Activity:
Include in the output the line containing "let drawdowns: Vec<f64>" and each subsequent line of the records, through the end, transcribed exactly. Add nothing else.

Record set:
_ _ _ _

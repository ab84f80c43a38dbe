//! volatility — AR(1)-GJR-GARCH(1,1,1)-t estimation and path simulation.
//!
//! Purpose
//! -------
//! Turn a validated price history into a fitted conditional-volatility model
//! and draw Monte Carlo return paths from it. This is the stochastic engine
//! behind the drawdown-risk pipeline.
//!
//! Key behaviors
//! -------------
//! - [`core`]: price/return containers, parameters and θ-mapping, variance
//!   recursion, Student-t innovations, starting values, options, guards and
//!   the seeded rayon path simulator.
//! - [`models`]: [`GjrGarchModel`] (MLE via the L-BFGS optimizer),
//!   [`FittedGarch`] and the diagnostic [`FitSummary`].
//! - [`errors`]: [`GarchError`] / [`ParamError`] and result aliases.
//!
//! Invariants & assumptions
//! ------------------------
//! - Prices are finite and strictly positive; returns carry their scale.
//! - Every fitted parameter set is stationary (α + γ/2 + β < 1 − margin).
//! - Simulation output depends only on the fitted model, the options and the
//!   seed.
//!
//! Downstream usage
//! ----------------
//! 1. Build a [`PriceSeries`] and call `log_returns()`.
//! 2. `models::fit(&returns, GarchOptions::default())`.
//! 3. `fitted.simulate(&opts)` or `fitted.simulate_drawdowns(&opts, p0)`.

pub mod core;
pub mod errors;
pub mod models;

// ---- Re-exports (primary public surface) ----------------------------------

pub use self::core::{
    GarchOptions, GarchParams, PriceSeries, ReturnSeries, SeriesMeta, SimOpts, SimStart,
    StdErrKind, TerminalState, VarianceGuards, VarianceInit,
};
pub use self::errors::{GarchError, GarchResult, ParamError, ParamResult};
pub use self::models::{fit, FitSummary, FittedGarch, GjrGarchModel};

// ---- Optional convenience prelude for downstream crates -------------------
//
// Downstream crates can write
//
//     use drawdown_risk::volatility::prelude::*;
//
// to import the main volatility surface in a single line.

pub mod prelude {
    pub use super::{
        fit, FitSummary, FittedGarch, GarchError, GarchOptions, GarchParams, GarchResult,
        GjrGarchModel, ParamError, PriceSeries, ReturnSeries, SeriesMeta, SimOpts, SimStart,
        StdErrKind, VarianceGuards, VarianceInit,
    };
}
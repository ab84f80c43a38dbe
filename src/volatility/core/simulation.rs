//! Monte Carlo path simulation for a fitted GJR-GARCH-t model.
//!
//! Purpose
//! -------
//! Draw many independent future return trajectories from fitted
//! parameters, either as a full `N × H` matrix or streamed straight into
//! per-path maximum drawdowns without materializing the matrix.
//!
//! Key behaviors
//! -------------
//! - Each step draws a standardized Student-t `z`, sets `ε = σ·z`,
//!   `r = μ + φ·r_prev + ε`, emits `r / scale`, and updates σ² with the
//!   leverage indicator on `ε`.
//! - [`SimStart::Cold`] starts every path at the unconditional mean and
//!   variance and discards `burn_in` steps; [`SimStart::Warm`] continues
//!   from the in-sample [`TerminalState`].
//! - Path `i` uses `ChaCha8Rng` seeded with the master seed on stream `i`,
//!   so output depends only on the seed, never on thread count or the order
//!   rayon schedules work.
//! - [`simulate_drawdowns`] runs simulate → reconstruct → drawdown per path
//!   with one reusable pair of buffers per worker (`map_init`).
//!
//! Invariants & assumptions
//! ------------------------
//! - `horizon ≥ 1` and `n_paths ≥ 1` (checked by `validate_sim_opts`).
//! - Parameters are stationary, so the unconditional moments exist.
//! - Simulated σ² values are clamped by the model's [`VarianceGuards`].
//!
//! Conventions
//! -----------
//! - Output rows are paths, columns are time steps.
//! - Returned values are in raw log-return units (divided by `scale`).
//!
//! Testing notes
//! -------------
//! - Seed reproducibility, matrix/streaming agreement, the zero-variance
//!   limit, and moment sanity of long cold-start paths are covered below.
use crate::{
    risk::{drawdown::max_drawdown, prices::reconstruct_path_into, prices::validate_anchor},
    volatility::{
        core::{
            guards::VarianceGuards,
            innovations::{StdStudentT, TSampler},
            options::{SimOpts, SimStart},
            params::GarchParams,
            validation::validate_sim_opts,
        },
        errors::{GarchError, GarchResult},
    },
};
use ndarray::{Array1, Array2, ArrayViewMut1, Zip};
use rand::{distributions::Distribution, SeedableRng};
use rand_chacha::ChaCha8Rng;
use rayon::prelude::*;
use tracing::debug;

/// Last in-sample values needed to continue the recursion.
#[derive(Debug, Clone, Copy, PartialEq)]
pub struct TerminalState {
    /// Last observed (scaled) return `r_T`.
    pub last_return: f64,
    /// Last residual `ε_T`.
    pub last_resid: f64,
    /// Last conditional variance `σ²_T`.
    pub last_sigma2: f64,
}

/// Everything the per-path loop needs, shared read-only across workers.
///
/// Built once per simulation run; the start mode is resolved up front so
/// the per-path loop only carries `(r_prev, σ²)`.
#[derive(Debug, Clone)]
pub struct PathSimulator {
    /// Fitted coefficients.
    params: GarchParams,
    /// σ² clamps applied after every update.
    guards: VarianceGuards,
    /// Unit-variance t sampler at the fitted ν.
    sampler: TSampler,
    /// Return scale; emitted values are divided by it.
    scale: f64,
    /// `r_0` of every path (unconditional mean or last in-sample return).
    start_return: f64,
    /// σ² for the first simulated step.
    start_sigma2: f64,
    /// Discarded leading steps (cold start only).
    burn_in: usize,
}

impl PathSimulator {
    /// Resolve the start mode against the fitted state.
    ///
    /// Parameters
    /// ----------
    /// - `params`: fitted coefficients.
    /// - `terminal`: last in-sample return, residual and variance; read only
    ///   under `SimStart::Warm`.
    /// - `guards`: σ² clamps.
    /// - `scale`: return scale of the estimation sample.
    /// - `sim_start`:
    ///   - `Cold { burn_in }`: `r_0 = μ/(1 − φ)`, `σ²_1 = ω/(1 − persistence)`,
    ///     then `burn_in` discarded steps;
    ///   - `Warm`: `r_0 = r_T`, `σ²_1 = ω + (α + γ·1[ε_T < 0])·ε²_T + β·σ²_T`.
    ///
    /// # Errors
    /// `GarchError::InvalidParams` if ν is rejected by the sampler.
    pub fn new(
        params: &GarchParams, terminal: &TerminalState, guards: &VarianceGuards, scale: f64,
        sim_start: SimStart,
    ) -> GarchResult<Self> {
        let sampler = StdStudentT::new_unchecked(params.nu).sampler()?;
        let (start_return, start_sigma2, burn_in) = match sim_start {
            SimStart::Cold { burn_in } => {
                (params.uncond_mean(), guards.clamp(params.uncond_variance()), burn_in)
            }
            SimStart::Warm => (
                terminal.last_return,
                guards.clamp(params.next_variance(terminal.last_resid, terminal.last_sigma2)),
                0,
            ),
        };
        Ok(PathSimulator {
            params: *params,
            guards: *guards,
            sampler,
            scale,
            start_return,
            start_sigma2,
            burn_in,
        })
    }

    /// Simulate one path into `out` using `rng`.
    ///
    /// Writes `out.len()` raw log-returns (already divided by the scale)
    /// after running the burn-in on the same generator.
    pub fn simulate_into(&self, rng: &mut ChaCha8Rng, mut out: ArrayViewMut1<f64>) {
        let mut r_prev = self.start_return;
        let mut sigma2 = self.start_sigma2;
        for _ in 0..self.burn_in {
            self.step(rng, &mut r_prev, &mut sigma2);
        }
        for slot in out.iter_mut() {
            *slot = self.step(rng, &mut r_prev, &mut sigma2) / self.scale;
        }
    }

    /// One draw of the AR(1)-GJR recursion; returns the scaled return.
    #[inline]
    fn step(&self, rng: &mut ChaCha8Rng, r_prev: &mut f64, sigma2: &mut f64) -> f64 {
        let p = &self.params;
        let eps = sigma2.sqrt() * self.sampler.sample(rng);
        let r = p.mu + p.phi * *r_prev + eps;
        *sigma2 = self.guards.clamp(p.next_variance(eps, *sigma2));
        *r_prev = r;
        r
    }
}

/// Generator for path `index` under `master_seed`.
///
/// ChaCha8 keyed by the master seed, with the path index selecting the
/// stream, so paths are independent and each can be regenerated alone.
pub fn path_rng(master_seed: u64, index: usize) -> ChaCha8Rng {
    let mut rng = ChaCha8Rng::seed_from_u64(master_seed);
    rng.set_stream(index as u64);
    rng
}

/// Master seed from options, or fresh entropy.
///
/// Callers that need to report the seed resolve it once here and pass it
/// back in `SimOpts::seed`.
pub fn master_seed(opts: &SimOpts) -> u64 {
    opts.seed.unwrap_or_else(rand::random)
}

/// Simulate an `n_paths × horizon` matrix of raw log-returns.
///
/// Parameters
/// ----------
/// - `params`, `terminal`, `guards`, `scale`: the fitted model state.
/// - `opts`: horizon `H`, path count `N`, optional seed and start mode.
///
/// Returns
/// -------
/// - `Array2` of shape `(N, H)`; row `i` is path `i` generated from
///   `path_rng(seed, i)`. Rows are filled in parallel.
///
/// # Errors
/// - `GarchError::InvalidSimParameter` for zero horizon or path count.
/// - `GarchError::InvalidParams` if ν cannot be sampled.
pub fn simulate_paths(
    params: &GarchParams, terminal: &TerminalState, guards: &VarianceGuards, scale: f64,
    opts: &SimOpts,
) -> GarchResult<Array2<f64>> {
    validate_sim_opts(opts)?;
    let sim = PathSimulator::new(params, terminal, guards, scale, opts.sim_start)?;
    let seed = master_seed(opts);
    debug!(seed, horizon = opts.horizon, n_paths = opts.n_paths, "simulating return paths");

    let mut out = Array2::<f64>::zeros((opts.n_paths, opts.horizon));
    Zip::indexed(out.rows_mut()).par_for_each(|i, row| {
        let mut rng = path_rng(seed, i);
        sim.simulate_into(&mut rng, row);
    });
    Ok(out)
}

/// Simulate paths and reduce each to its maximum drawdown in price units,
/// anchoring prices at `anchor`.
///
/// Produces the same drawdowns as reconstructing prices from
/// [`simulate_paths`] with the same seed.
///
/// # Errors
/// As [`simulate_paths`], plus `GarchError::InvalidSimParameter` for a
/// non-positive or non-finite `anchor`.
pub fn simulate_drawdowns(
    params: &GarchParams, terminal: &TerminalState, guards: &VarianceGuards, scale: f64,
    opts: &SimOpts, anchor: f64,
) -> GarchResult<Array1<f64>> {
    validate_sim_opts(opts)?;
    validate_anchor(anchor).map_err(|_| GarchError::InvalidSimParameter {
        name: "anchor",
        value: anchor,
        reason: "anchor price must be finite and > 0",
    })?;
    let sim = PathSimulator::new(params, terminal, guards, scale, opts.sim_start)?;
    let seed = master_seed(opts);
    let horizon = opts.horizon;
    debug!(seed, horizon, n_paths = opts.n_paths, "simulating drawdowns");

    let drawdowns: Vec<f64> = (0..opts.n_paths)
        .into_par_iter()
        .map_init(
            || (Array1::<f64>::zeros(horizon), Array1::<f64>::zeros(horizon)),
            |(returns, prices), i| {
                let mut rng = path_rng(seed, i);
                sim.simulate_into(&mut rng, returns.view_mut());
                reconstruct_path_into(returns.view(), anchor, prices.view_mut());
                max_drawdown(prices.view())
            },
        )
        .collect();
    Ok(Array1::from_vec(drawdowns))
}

_ _ _ _

Answer to the problem:
    let drawdowns: Vec<f64> = (0..opts.n_paths)
        .into_par_iter()
        .map_init(
            || (Array1::<f64>::zeros(horizon), Array1::<f64>::zeros(horizon)),
            |(returns, prices), i| {
                let mut rng = path_rng(seed, i);
                sim.simulate_into(&mut rng, returns.view_mut());
                reconstruct_path_into(returns.view(), anchor, prices.view_mut());
                max_drawdown(prices.view())
            },
        )
        .collect();
    Ok(Array1::from_vec(drawdowns))
}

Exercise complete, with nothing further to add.